Prestigiem o que escrevi sobre minhas experiências com aulas de artes visuais em escola da Cidade Tiradentes. “Favela de Pedra” é uma descrição visual de uma viagem a um dos bairros mais paradoxais de São Paulo. Inicialmente o texto foi publicado na área de Debate Acadêmico da UNESP e selecionado pelo crítico Oscar D’Ambrósio, porém, ao revisar recentemente, conferi que o mesmo não está mais disponível lá, por este motivo, deixo-o aqui na íntegra.
Favela de Pedra
SOUZA, Marcio Rogério Ferreira de[*]
O
homem se faz perceber no mundo a partir de suas particularidades resultantes de
sua consciência como um indivíduo, uma célula componente da comunidade. Sua
individualidade se revela através de suas características construídas durante a
sua vivencia em sociedade e esta se ajusta a um processo de troca entre os
indivíduos, (células), e o produto da troca é o fruto de suas peculiaridades.
Quanto
mais o indivíduo é capaz de extroverter sua identidade, mais ele tem a oferecer
na rede de troca entre os indivíduos.
Esta
consciência de identidade está presente na forma como o homem se percebe e se
coloca na sociedade, seja no seu jeito de falar, de vestir, de se comportar, de
afirmar suas opiniões, de se relacionar com o outro e os outros. Entretanto,
esta consciência de individualidade também se apresenta nas “marcas” deixadas
como vestígios de sua presença (estive ou estou aqui). A consciência de
identidade individual culmina na necessidade de afirmação de sua presença como
um ser diferente e único.
Por
outro lado, a massificação da sociedade aconteceu no mesmo ritmo em que os
valores individuais foram destruídos - a construção de uma sociedade de iguais,
a reunião de cópias de um modelo apresentado. Neste caso a relação de troca entre
os indivíduos torna-se desigual, visto que os mesmos não podem oferecer um
produto da individualidade e sim uma resposta esperada ao modelo proposto.
O
Lar, ou morada, é o local onde o indivíduo vive sua individualidade na forma de
privacidade, este local que, quase sempre, significa para o acolhido o abrigo,
o seu espaço seguro e onde tem liberdade para deixar sua “marca”, é onde o
indivíduo se sente único, dono do seu próprio espaço.
Esta
expressão de identidade, materializada na imagem do lar, tem um importante
papel de aproximar o indivíduo de si mesmo e não deixa-lo totalmente a mercê da
alienação provocada pela massificação. O lar é uma referência, entre outras, da
individualidade, aflora no indivíduo sua consciência de diferente e único.
Como
é a sua casa? Onde você mora?
Se
estas perguntas forem feitas a um grupo de indivíduos as respostas serão tão
diferentes quanto o número deles: Um poderia dizer que sua casa tem um portão
velho de madeira e que faz um bom tempo que não pinta; O outro que mora em um
sobrado estilo colonial com um coqueiro na frente; O outro em uma casa pequena
sem revestimento.
O
fulano mora naquela casa sem muro com uma carroça na frente! Para citar mais um
exemplo.
Entretanto,
a morada, também, pode estar numa condição de massificada e assim o indivíduo
perde parte da referencia de sua individualidade que ela poderia proporcionar.

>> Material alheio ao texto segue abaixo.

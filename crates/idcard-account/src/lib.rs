//! Account management for the IdentityCard authorizer.
//!
//! This crate is the signer service of the protocol: it holds the
//! authorizer's key and produces personal-message signatures over
//! authorization digests. The ledger never touches it; only the issuing
//! side (CLI, HTTP service, tests) does.

use alloy_primitives::{Address, Bytes};
use async_trait::async_trait;
use idcard_types::{ConfigSchema, ImplementationRegistry};
use thiserror::Error;

/// Re-export implementations
pub mod implementations {
	pub mod local;
}

/// Errors that can occur during account operations.
#[derive(Debug, Error)]
pub enum AccountError {
	/// Signing the message failed.
	#[error("Signing failed: {0}")]
	SigningFailed(String),
	/// The configured key is missing or malformed.
	#[error("Invalid key: {0}")]
	InvalidKey(String),
	/// Error raised by the account implementation.
	#[error("Implementation error: {0}")]
	Implementation(String),
}

/// Interface every account implementation provides.
#[async_trait]
pub trait AccountInterface: Send + Sync {
	/// Returns the configuration schema for this account implementation.
	fn config_schema(&self) -> Box<dyn ConfigSchema>;

	/// Address derived from the account's key.
	async fn address(&self) -> Result<Address, AccountError>;

	/// Signs `message` with the personal-message convention
	/// (`"\x19Ethereum Signed Message:\n" || len || message`) and returns
	/// the 65-byte `r || s || v` signature, `v` being 27 or 28.
	async fn sign_message(&self, message: &[u8]) -> Result<Bytes, AccountError>;
}

/// Type alias for account factory functions.
pub type AccountFactory = fn(&toml::Value) -> Result<Box<dyn AccountInterface>, AccountError>;

/// Registry trait for account implementations.
pub trait AccountRegistry: ImplementationRegistry<Factory = AccountFactory> {}

/// Get all registered account implementations as (name, factory) pairs.
pub fn get_all_implementations() -> Vec<(&'static str, AccountFactory)> {
	use implementations::local;

	vec![(local::Registry::NAME, local::Registry::factory())]
}

/// Service wrapping the configured account implementation.
pub struct AccountService {
	implementation: Box<dyn AccountInterface>,
}

impl AccountService {
	pub fn new(implementation: Box<dyn AccountInterface>) -> Self {
		Self { implementation }
	}

	/// Address of the managed account.
	pub async fn get_address(&self) -> Result<Address, AccountError> {
		self.implementation.address().await
	}

	/// Signs an authorization digest (or any other message).
	pub async fn sign_message(&self, message: &[u8]) -> Result<Bytes, AccountError> {
		self.implementation.sign_message(message).await
	}
}
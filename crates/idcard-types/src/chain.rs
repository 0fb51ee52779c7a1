//! Chain state types.
//!
//! These describe the slice of chain state the protocol needs: the block a
//! call executes in, and the snapshot a signer reads before issuing.

use serde::{Deserialize, Serialize};

/// Block environment a ledger call executes in.
#[derive(Debug, Clone, Copy, PartialEq, Eq, Serialize, Deserialize)]
pub struct BlockEnv {
	/// Block height.
	pub number: u64,
	/// Block timestamp (Unix seconds).
	pub timestamp: u64,
}

/// Chain state read by the issuer before building a message.
#[derive(Debug, Clone, Copy, PartialEq, Eq, Serialize, Deserialize)]
pub struct ChainSnapshot {
	/// The chain ID.
	pub chain_id: u64,
	/// Latest block number.
	pub block_number: u64,
}
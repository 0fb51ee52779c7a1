//! In-memory storage backend, for tests and the devnet.

use crate::{StorageError, StorageFactory, StorageInterface, StorageRegistry};
use async_trait::async_trait;
use idcard_types::{ConfigSchema, ImplementationRegistry, Schema, ValidationError};
use std::collections::HashMap;
use std::sync::Arc;
use tokio::sync::RwLock;

/// In-memory storage; nothing survives a restart.
pub struct MemoryStorage {
	store: Arc<RwLock<HashMap<String, Vec<u8>>>>,
}

impl MemoryStorage {
	pub fn new() -> Self {
		Self {
			store: Arc::new(RwLock::new(HashMap::new())),
		}
	}
}

impl Default for MemoryStorage {
	fn default() -> Self {
		Self::new()
	}
}

#[async_trait]
impl StorageInterface for MemoryStorage {
	async fn get_bytes(&self, key: &str) -> Result<Vec<u8>, StorageError> {
		let store = self.store.read().await;
		store.get(key).cloned().ok_or(StorageError::NotFound)
	}

	async fn set_bytes(&self, key: &str, value: Vec<u8>) -> Result<(), StorageError> {
		self.store.write().await.insert(key.to_string(), value);
		Ok(())
	}

	fn config_schema(&self) -> Box<dyn ConfigSchema> {
		Box::new(MemoryStorageSchema)
	}
}

/// Configuration schema for MemoryStorage.
pub struct MemoryStorageSchema;

impl ConfigSchema for MemoryStorageSchema {
	fn validate(&self, config: &toml::Value) -> Result<(), ValidationError> {
		Schema::new(vec![], vec![]).validate(config)
	}
}

/// Factory function to create a memory storage backend. Takes no parameters.
pub fn create_storage(config: &toml::Value) -> Result<Box<dyn StorageInterface>, StorageError> {
	MemoryStorageSchema
		.validate(config)
		.map_err(|e| StorageError::Configuration(e.to_string()))?;
	Ok(Box::new(MemoryStorage::new()))
}

/// Registry for the memory storage implementation.
pub struct Registry;

impl ImplementationRegistry for Registry {
	const NAME: &'static str = "memory";
	type Factory = StorageFactory;

	fn factory() -> Self::Factory {
		create_storage
	}
}

impl StorageRegistry for Registry {}
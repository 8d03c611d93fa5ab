//! Normalization and validation of raw container dimensions.
//!
//! Raw input arrives as a loosely typed JSON object straight from a form.
//! Validation happens in two explicit steps:
//! 1. alias resolution maps legacy and form field names onto the canonical
//!    names for the requested shape (after this step the aliases are gone);
//! 2. the canonical fields are checked for presence, finiteness, positivity
//!    and cut-out containment, producing a typed [`Dimensions`] record.

use std::fmt;
use std::str::FromStr;

use serde::{Deserialize, Deserializer, Serialize, Serializer};
#[allow(unused_imports)]
use serde_json::json;
use serde_json::{Map, Value};
use utoipa::ToSchema;

use crate::error::{GeometryError, Result};

/// Supported container footprint shapes.
#[derive(Clone, Copy, Debug, PartialEq, Eq, Hash)]
pub enum ShapeKind {
    /// Plain rectangle, also accepted as `rectangular` or `rect`.
    Box,
    LShape,
    UShape,
    TShape,
}

impl ShapeKind {
    pub const ALL: [ShapeKind; 4] = [Self::Box, Self::LShape, Self::UShape, Self::TShape];

    /// Canonical wire name.
    pub fn as_str(&self) -> &'static str {
        match self {
            Self::Box => "box",
            Self::LShape => "l-shape",
            Self::UShape => "u_shape",
            Self::TShape => "t_shape",
        }
    }
}

impl fmt::Display for ShapeKind {
    fn fmt(&self, f: &mut fmt::Formatter<'_>) -> fmt::Result {
        f.write_str(self.as_str())
    }
}

impl FromStr for ShapeKind {
    type Err = GeometryError;

    fn from_str(raw: &str) -> Result<Self> {
        match raw.trim().to_ascii_lowercase().as_str() {
            "box" | "rectangular" | "rect" => Ok(Self::Box),
            "l-shape" | "l_shape" => Ok(Self::LShape),
            "u_shape" | "u-shape" => Ok(Self::UShape),
            "t_shape" | "t-shape" => Ok(Self::TShape),
            _ => Err(GeometryError::UnsupportedShape(raw.to_string())),
        }
    }
}

impl Serialize for ShapeKind {
    fn serialize<S: Serializer>(&self, serializer: S) -> std::result::Result<S::Ok, S::Error> {
        serializer.serialize_str(self.as_str())
    }
}

impl<'de> Deserialize<'de> for ShapeKind {
    fn deserialize<D: Deserializer<'de>>(deserializer: D) -> std::result::Result<Self, D::Error> {
        let raw = String::deserialize(deserializer)?;
        raw.parse().map_err(serde::de::Error::custom)
    }
}

/// Raw, unvalidated dimension input as delivered by the UI.
#[derive(Clone, Debug, Default, PartialEq, Deserialize, ToSchema)]
#[serde(transparent)]
#[schema(
    value_type = Object,
    example = json!({"outerWidth": 100.0, "outerDepth": 100.0, "gapWidth": 40.0, "gapDepth": 30.0, "height": 50.0})
)]
pub struct RawDimensions(Map<String, Value>);

impl RawDimensions {
    pub fn new(fields: Map<String, Value>) -> Self {
        Self(fields)
    }

    /// Builds raw input from any JSON value; non-objects yield an empty record.
    pub fn from_value(value: Value) -> Self {
        match value {
            Value::Object(fields) => Self(fields),
            _ => Self::default(),
        }
    }

    fn get(&self, name: &str) -> Option<&Value> {
        self.0.get(name).filter(|value| !value.is_null())
    }
}

/// Canonical field names paired with the aliases that resolve onto them, in
/// precedence order. The canonical name always wins over an alias.
type AliasTable = &'static [(&'static str, &'static [&'static str])];

const BOX_FIELDS: AliasTable = &[
    ("width", &["widthX", "outerWidth", "outerWidthX"]),
    ("depth", &["depthZ", "outerDepth", "outerDepthZ"]),
    ("height", &["heightY"]),
];

const L_SHAPE_FIELDS: AliasTable = &[
    ("outerWidth", &["width", "outerWidthX", "widthX"]),
    ("outerDepth", &["depth", "outerDepthZ", "depthZ"]),
    ("height", &["heightY"]),
    ("notchWidth", &["notchWidthX"]),
    ("notchDepth", &["notchDepthZ"]),
];

const U_SHAPE_FIELDS: AliasTable = &[
    ("outerWidth", &["width", "outerWidthX", "widthX"]),
    ("outerDepth", &["depth", "outerDepthZ", "depthZ"]),
    ("height", &["heightY"]),
    ("gapWidth", &["gapWidthX"]),
    ("gapDepth", &["gapDepthZ"]),
];

const T_SHAPE_FIELDS: AliasTable = &[
    ("crossWidthX", &["crossWidth"]),
    ("crossDepthZ", &["crossDepth"]),
    ("stemWidthX", &["stemWidth"]),
    ("stemDepthZ", &["stemDepth"]),
    ("height", &["heightY"]),
];

fn alias_table(shape: ShapeKind) -> AliasTable {
    match shape {
        ShapeKind::Box => BOX_FIELDS,
        ShapeKind::LShape => L_SHAPE_FIELDS,
        ShapeKind::UShape => U_SHAPE_FIELDS,
        ShapeKind::TShape => T_SHAPE_FIELDS,
    }
}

Neste caso a casa do portão velho de madeira não existe, da mesma forma o
sobrado em estilo colonial. O que existe é a mesma descrição de casa para
todos. Fica difícil perceber o fulano pela carroça que tem em frente a sua
casa, os fulanos moram em casas iguais, não se percebe o fulano pela sua morada
característica.
Quando
fomos pela primeira vez, em 2003, na Cidade Tiradentes, depois de termos
assinado um contrato com a Prefeitura da Cidade de São Paulo, para ministrarmos
aulas de Arte em escolas deste bairro, tivemos a sensação de estar numa imensa
favela de pedra. A cada esquina que virávamos era como se estivéssemos
repetindo o mesmo percurso da esquina anterior, com construções totalmente
funcionais, onde nos pareceu não ter existido preocupações com o “bem-estar”
quando foram projetadas.
No
entanto, o que mais nos chamou a atenção foi a massificação arquitetônica, e a
questão que surgiu é paradoxal: A mesma identidade para uma comunidade de
diferentes indivíduos? Concluímos que é quase impossível para a grande parte
dos moradores deste bairro afirmar sua identidade tendo como referência sua
casa. Afinal, são centenas de prédios iguais, onde as casas são iguais (Não
estamos considerando aqui a parte interna).
Mesmo
sabendo que não poderíamos obter a resposta “minha casa tem um portão velho de
madeira”, perguntamos a alguns alunos sobre sua casa e percebemos nas respostas
que estes procuram uma referência para responder, no entanto, estas referências
permanecem coletivas: “Moro num prédio que fica em frente ao ponto da lotação”.
E esta resposta pode ser a de todos os moradores daquele prédio.
A
escola onde demos aulas por um maior período de tempo foi a E.M.E.F. José
Augusto César Salgado. Durante o tempo que permanecemos, mais precisamente
entre 2003 e 2004, notamos que, através da Arte, alguns conseguem expor sua
individualidade, não precisamos de muito tempo para notar a vocação que esta
comunidade tem para revelar artistas.
Artistas
como o cineasta Tio Pac, o músico Endrigo, cartunistas, atores, dançarinos,
para todos os suportes surgem talentos. Entidades e associações são organizadas
e este leque de ações públicas é uma reação da comunidade para minimizar o
efeito da massificação. É a luta pela sobrevivência e pela sobrevivência da
identidade que forma o fio que os une.
Internamente,
a aparência dos lares são realizações dos indivíduos, o espaço é pequeno e,
cotidianamente, as roupas são penduradas nas janelas para secarem. Quem observa
de fora, vê uma imagem fantástica, é como se cada família levantasse suas
bandeiras e marcasse seu território. É o espetáculo dos estandartes coloridos
sobre a parede do barraco de pedra desbotado e descascando.
Em
cada roupa na janela, vê-se uma identidade, as diferenças afloram. O indivíduo
deixa seu bairro para trabalhar ou estudar durante o dia e suspeita que sua
morada é a única que tem uma camiseta vermelha com listras amarela na janela,
mesmo que só por este dia, sente que não precisa do portão velho de madeira.